What has changed are the willingness of women to come forward in ways that would have been unthinkable in the past and, as a result, the pressure on institutions to respond to issues that were once allowed to fester just out of sight.

"As women expect more equality," said Michael S. Roth, president of Wesleyan University, who banned some fraternity functions after two assault cases, "the prevalence of this archaic behavior becomes increasingly intolerable. You now find flash points where you can protest against that behavior on college campuses and in the military, and there will be others where women and others can get attention for their claims."

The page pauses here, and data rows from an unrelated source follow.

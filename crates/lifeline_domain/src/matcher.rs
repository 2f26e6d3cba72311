use chrono::{Datelike, NaiveDate};

use crate::entry::Entry;
use crate::recurrence::RecurrenceRule;

/// Whether `entry` has an occurrence on `candidate`.
///
/// The anchor date always matches, nothing before it ever does, and every
/// rule is evaluated relative to the entry's own anchor rather than a global
/// epoch.
pub fn matches(entry: &Entry, candidate: NaiveDate) -> bool {
    if candidate == entry.date {
        return true;
    }
    if candidate < entry.date {
        return false;
    }
    let Some(rule) = &entry.recurrence else {
        return false;
    };
    rule_matches(rule, entry.date, candidate)
}

fn rule_matches(rule: &RecurrenceRule, anchor: NaiveDate, candidate: NaiveDate) -> bool {
    let elapsed = (candidate - anchor).num_days();
    match rule {
        RecurrenceRule::Daily | RecurrenceRule::TimesPerDay(_) => true,
        RecurrenceRule::Weekly => elapsed % 7 == 0,
        RecurrenceRule::IntervalDays(days) => elapsed % i64::from(days.get()) == 0,
        RecurrenceRule::SpecificWeekdays(set) => set.contains(candidate.weekday()),
    }
}

/// Occurrence dates of `entry` within `from..=to`, ascending.
pub fn occurrence_dates(entry: &Entry, from: NaiveDate, to: NaiveDate) -> impl Iterator<Item = NaiveDate> + '_ {
    let start = from.max(entry.date);
    start
        .iter_days()
        .take_while(move |date| *date <= to)
        .filter(move |date| matches(entry, *date))
}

What is still in question is whether awareness will lead to effective change in an emotionally charged landscape where the overall problems are clear, but the facts in individual cases can often be elusive.

For all the talk of "zero tolerance" on campuses, in the military and in the White House of sexual assault, extensive legislation on Capitol Hill has yet to move forward and President Barack Obama has largely stayed out of the fray on the issue. The Obama administration has begun to put more pressure on schools and expose the names of schools under investigation. But the federal government has yet to pull out its biggest gun: the ability to take away federal funding from schools that are found to violate student rights in sexual assault cases. Critics note that a 2-decade-old federal law requiring colleges and universities to disclose information about crime on and around their campuses, including sexual offenses, is rarely enforced.

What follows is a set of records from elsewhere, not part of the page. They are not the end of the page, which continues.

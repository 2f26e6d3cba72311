use std::collections::HashSet;
use std::sync::atomic::{AtomicBool, Ordering};

use chrono::{Duration, Local, NaiveDate, NaiveDateTime};
use parking_lot::Mutex;
use serde::{Deserialize, Serialize};
use tracing::{debug, info};

use crate::entry::{Entry, EntryId, EntryStatus};
use crate::notifications::{NotificationSink, ReminderEvent};
use crate::timeline::project;

pub const DEFAULT_THRESHOLD_MINUTES: i64 = 15;

/// Source of "now" for reminder scans.
pub trait Clock: Send + Sync {
    fn now(&self) -> NaiveDateTime;
}

/// Local wall-clock time.
#[derive(Debug, Default, Clone, Copy)]
pub struct SystemClock;

impl Clock for SystemClock {
    fn now(&self) -> NaiveDateTime {
        Local::now().naive_local()
    }
}

/// Manually driven clock for tests and replays.
#[derive(Debug)]
pub struct FixedClock {
    now: Mutex<NaiveDateTime>,
}

impl FixedClock {
    pub fn new(now: NaiveDateTime) -> Self {
        Self { now: Mutex::new(now) }
    }

    pub fn set(&self, now: NaiveDateTime) {
        *self.now.lock() = now;
    }

    pub fn advance(&self, by: Duration) {
        let mut now = self.now.lock();
        *now += by;
    }
}

impl Clock for FixedClock {
    fn now(&self) -> NaiveDateTime {
        *self.now.lock()
    }
}

/// Entries already reminded about on one calendar day.
///
/// The set belongs to a single day and is emptied as soon as a scan runs on a
/// different day, so recurring entries remind again after midnight.
#[derive(Debug, Clone, Default, PartialEq, Eq, Serialize, Deserialize)]
pub struct RemindedSet {
    day: Option<NaiveDate>,
    entries: HashSet<EntryId>,
}

impl RemindedSet {
    pub fn new() -> Self {
        Self::default()
    }

    pub fn day(&self) -> Option<NaiveDate> {
        self.day
    }

    pub fn contains(&self, entry_id: &EntryId) -> bool {
        self.entries.contains(entry_id)
    }

    pub fn len(&self) -> usize {
        self.entries.len()
    }

    pub fn is_empty(&self) -> bool {
        self.entries.is_empty()
    }

    fn rolled_to(mut self, day: NaiveDate) -> Self {
        if self.day != Some(day) {
            if !self.entries.is_empty() {
                debug!(previous = ?self.day, %day, "resetting reminded set for new day");
            }
            self.entries.clear();
            self.day = Some(day);
        }
        self
    }
}

/// [`scan_with_threshold`] with the default fifteen minute window.
pub fn scan_for_reminders(
    entries: &[Entry],
    now: NaiveDateTime,
    reminded: &RemindedSet,
) -> (Vec<ReminderEvent>, RemindedSet) {
    scan_with_threshold(entries, now, reminded, DEFAULT_THRESHOLD_MINUTES)
}

/// Finds today's pending medication and appointment occurrences starting
/// within `(0, threshold_minutes]` of `now` that have not been reminded yet.
pub fn scan_with_threshold(
    entries: &[Entry],
    now: NaiveDateTime,
    reminded: &RemindedSet,
    threshold_minutes: i64,
) -> (Vec<ReminderEvent>, RemindedSet) {
    let today = now.date();
    let mut reminded = reminded.clone().rolled_to(today);
    let mut events = Vec::new();

    for occurrence in project(entries, today) {
        let entry = &occurrence.entry;
        if !entry.kind.tracks_daily_status() || occurrence.resolved_status != EntryStatus::Upcoming {
            continue;
        }
        if reminded.contains(&entry.id) {
            continue;
        }

        let starts_at = today.and_time(occurrence.time);
        let minutes_until = (starts_at - now).num_minutes();
        if minutes_until > 0 && minutes_until <= threshold_minutes {
            events.push(ReminderEvent {
                entry_id: entry.id.clone(),
                title: entry.title.clone(),
                minutes_until,
                starts_at,
            });
            reminded.entries.insert(entry.id.clone());
        }
    }

    (events, reminded)
}

#[derive(Debug, Clone, Copy, PartialEq, Eq)]
pub enum ScannerState {
    Idle,
    Scanning,
}

/// Long-lived owner of the reminded set for timer-driven scans.
#[derive(Debug)]
pub struct ReminderScanner {
    threshold_minutes: i64,
    scanning: AtomicBool,
    reminded: Mutex<RemindedSet>,
}

/// Returns the scanner to idle when a sweep ends, including by unwinding.
struct ScanGuard<'a>(&'a AtomicBool);

impl Drop for ScanGuard<'_> {
    fn drop(&mut self) {
        self.0.store(false, Ordering::Release);
    }
}

impl Default for ReminderScanner {
    fn default() -> Self {
        Self::new(DEFAULT_THRESHOLD_MINUTES)
    }
}

impl ReminderScanner {
    pub fn new(threshold_minutes: i64) -> Self {
        Self {
            threshold_minutes,
            scanning: AtomicBool::new(false),
            reminded: Mutex::new(RemindedSet::new()),
        }
    }

    pub fn threshold_minutes(&self) -> i64 {
        self.threshold_minutes
    }

    pub fn state(&self) -> ScannerState {
        if self.scanning.load(Ordering::Acquire) {
            ScannerState::Scanning
        } else {
            ScannerState::Idle
        }
    }

    pub fn reminded(&self) -> RemindedSet {
        self.reminded.lock().clone()
    }

    /// Runs one sweep and hands every event to `sink`.
    ///
    /// Returns `None` without scanning when another sweep is still in
    /// progress; overlapping ticks are dropped rather than queued.
    pub fn tick(
        &self,
        entries: &[Entry],
        now: NaiveDateTime,
        sink: Option<&dyn NotificationSink>,
    ) -> Option<Vec<ReminderEvent>> {
        if self
            .scanning
            .compare_exchange(false, true, Ordering::AcqRel, Ordering::Acquire)
            .is_err()
        {
            debug!(%now, "reminder scan already running, skipping tick");
            return None;
        }
        let _guard = ScanGuard(&self.scanning);

        let events = {
            let mut reminded = self.reminded.lock();
            let (events, updated) = scan_with_threshold(entries, now, &reminded, self.threshold_minutes);
            *reminded = updated;
            events
        };

        for event in &events {
            info!(entry_id = %event.entry_id, minutes_until = event.minutes_until, "reminder due");
            if let Some(sink) = sink {
                sink.emit(event);
            }
        }
        Some(events)
    }
}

After the Rolling Stone article detailing a gang rape allegation and an emergency meeting of the board, the University of Virginia found itself under increasing scrutiny this week. Virginia lawmakers have called for hearings on the matter; the Southern Association of Colleges and Schools Commission on Colleges sent the university a letter asking officials to demonstrate they are in compliance with student safety standards; and more than 1,000 alumni have written emails about the incident.

On Tuesday, former President Jimmy Carter blasted Yale’s handling of an assault case and suggested the military was falling down on the job of adjudicating cases. In Baltimore, two young men were charged in a rape case stemming from a November incident at a Johns Hopkins University off-campus fraternity house.

Almost every day, another woman emerges to detail rape or assault allegations against Cosby. This week in the Senate, lawmakers again presented different versions of bills that would address sexual assault in the military, potentially setting up a legislative conflict that may well hold up a defense bill.

One version, sponsored by Sen. Claire McCaskill, D-Mo., which will be included in the broader defense bill, offers various changes to the system to give victims more rights and assistance. Another, which would be offered as a possible amendment and is sponsored by Sen. Kirsten E. Gillibrand, D-N.Y., would strip commanders of their role in prosecuting the cases.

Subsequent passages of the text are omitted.